Morrisey and Paxton continued, “The result of the stay is clear: the Power Plan has no legal effect whatsoever during the entire judicial review process. In granting the stay, the Supreme Court considered whether the Power Plan is likely unlawful and whether it is causing irreparable harm now.

“We believe the Court’s decision to grant the stay for the duration of the litigation -- including any Supreme Court review -- means that the States, their agencies, and EPA should put their pencils down. Any taxpayers dollars spent during the judicial review process are unnecessary and likely to be entirely wasted.”

The attorneys general contend the stay freezes any deadlines associated with the power plan, including those requiring states to submit initial and final compliance plans by September 2016 and September 2018 respectively.

Morrisey and Paxton point out that the EPA conceded as much, arguing to the Supreme Court that the granting of a stay meant deadlines associated with the rule “would be substantially delayed.”

West Virginia joined Texas and 23 other states in filing suit against the power plan rule Oct. 23, the very day it was published in the Federal Register. Two other states joined in a Dec. 23 response brief that refuted EPA arguments and supported the granting of a stay.

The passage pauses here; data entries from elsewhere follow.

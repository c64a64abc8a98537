//! Content clean-up applied when a document is added

/// Collapse every whitespace run to a single space and trim both ends
pub fn collapse_whitespace(text: &str) -> String {
    text.split_whitespace().collect::<Vec<_>>().join(" ")
}

/// Repeat `text` back to back, separated by a space
///
/// A count of 0 or 1 returns the text unchanged. Returns `None` when the
/// result would be longer than `max_chars` characters.
pub fn repeat_content(text: &str, count: usize, max_chars: usize) -> Option<String> {
    let count = count.max(1);
    let chars = text.chars().count();
    let total = chars.checked_mul(count).and_then(|n| n.checked_add(count - 1));
    if total.map_or(true, |total| total > max_chars) {
        log::warn!("repeat_content: {} chars x {} would exceed {} chars", chars, count, max_chars);
        return None;
    }
    Some(vec![text; count].join(" "))
}

/// Prepare pasted or extracted text for typing practice
///
/// `None` when the prepared text would exceed `max_chars`.
pub fn normalize_content(text: &str, collapse: bool, repeat_count: usize, max_chars: usize) -> Option<String> {
    let base = if collapse {
        collapse_whitespace(text)
    } else {
        text.trim().to_string()
    };
    repeat_content(&base, repeat_count, max_chars)
}
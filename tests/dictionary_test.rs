// Dictionary entries, folders and the delete-folder cascade

use murekkep_wasm::text::{IndexedSelection, SelectionMapper};
use murekkep_wasm::{DocumentMode, EntryFilter, FolderFilter, Library, MemoryBlobStore, NewDocument, Settings};

fn library() -> Library<MemoryBlobStore> {
    Library::load(MemoryBlobStore::new(), Settings::default())
}

#[test]
fn test_delete_folder_keeps_entries() {
    let mut lib = library();
    let folder = lib.create_folder("Fiiller").unwrap().id.clone();
    let other = lib.create_folder("İsimler").unwrap().id.clone();
    let run = lib.add_entry("run", "koşmak", None).unwrap().id.clone();
    let walk = lib.add_entry("walk", "yürümek", None).unwrap().id.clone();
    let house = lib.add_entry("house", "ev", None).unwrap().id.clone();
    assert!(lib.move_entry(&run, Some(folder.as_str())));
    assert!(lib.move_entry(&walk, Some(folder.as_str())));
    assert!(lib.move_entry(&house, Some(other.as_str())));

    assert!(lib.delete_folder(&folder));

    assert_eq!(lib.dictionary().len(), 3);
    assert!(lib.entry(&run).unwrap().folder_id.is_none());
    assert!(lib.entry(&walk).unwrap().folder_id.is_none());
    assert_eq!(lib.entry(&house).unwrap().folder_id.as_deref(), Some(other.as_str()));
    assert!(lib.folder(&folder).is_none());

    // the cascade is persisted too
    let reloaded = Library::load(lib.store().clone(), Settings::default());
    assert!(reloaded.entry(&run).unwrap().folder_id.is_none());
    assert_eq!(reloaded.folders().len(), 1);
}

#[test]
fn test_word_from_vocabulary_selection() {
    let mut lib = library();
    let id = lib
        .add_document(NewDocument::new("Words", "a serendipitous find", DocumentMode::Vocabulary))
        .unwrap()
        .id
        .clone();

    // drag from the last letter back to the first of "serendipitous"
    let selection = IndexedSelection::new(14, 2, "serendipitous");
    let span = selection.map_selection().unwrap();
    let entry = lib.add_entry_from_selection(&id, span, "tesadüfi").unwrap();

    assert_eq!(entry.word, "serendipitous");
    assert_eq!(entry.definition, "tesadüfi");
    assert_eq!(entry.source_document_id.as_deref(), Some(id.as_str()));
}

#[test]
fn test_filters_combine_search_and_folder() {
    let mut lib = library();
    let folder = lib.create_folder("Fruit").unwrap().id.clone();
    let apple = lib.add_entry("Apple", "elma", None).unwrap().id.clone();
    let apricot = lib.add_entry("Apricot", "kayısı", None).unwrap().id.clone();
    lib.add_entry("Anchor", "çapa", None).unwrap();
    lib.move_entry(&apple, Some(folder.as_str()));
    lib.move_entry(&apricot, Some(folder.as_str()));

    let in_folder = EntryFilter {
        search: "ap".into(),
        folder: FolderFilter::Folder(folder.clone()),
    };
    let words: Vec<&str> = lib.filter_entries(&in_folder).iter().map(|e| e.word.as_str()).collect();
    assert_eq!(words, vec!["Apricot", "Apple"]);

    let uncategorized = EntryFilter {
        search: "a".into(),
        folder: FolderFilter::Uncategorized,
    };
    let words: Vec<&str> = lib
        .filter_entries(&uncategorized)
        .iter()
        .map(|e| e.word.as_str())
        .collect();
    assert_eq!(words, vec!["Anchor"]);

    assert_eq!(lib.filter_entries(&EntryFilter::default()).len(), 3);
}

#[test]
fn test_stored_dictionary_wire_format() {
    let entries = r#"[{"id":"w1","word":"kalem","definition":"pen","sourceBookId":"b1","folderId":"gone","createdAt":1}]"#;
    let store = MemoryBlobStore::new().with_blob("murekkep_dictionary", entries);
    let lib = Library::load(store, Settings::default());

    let entry = lib.entry("w1").unwrap();
    assert_eq!(entry.source_document_id.as_deref(), Some("b1"));
    // folder "gone" was never stored
    assert!(entry.folder_id.is_none());
}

The states argue the rule exceeds the agency’s authority by double regulating coal-fired power plants and forcing states to fundamentally shift their energy portfolios away from coal-fired generation among other reasons.

Under the EPA’s rule, new large natural gas-fired turbines need to meet a limit of 1,000 pounds of carbon dioxide per megawatt-hour, while new small natural gas-fired turbines need to meet a limit of 1,100 pounds of carbon dioxide per megawatt-hour.

New coal-fired units need to meet a limit of 1,100 pounds of carbon dioxide per megawatt-hour, and have the option to meet a somewhat tighter limit if they choose to average emissions over multiple years, giving those units additional operational flexibility.

Last month, the D.C. Circuit denied a stay request by the states, saying the petitioners “have not satisfied the stringent requirements for a stay pending court review.”

However, the court ordered that consideration of the appeals be expedited. Oral arguments on the plan’s legality are scheduled for June 2.

With a final ruling expected to take at least six months -- and perhaps stretch into 2017 -- the states filed a stay request with the Supreme Court.

Those states that joined West Virginia and Texas in seeking a stay from the Supreme Court include: Alabama, Arizona, Arkansas, Colorado, Florida, Georgia, Indiana, Kansas, Kentucky, Louisiana, Michigan, Mississippi, Missouri, Montana, Nebraska, New Jersey, Ohio, Oklahoma, South Carolina, South Dakota, Utah, Wisconsin and Wyoming, along with the Mississippi Department of Environmental Quality, Mississippi Public Service Commission, North Carolina Department of Environmental Quality and Oklahoma Department of Environmental Quality.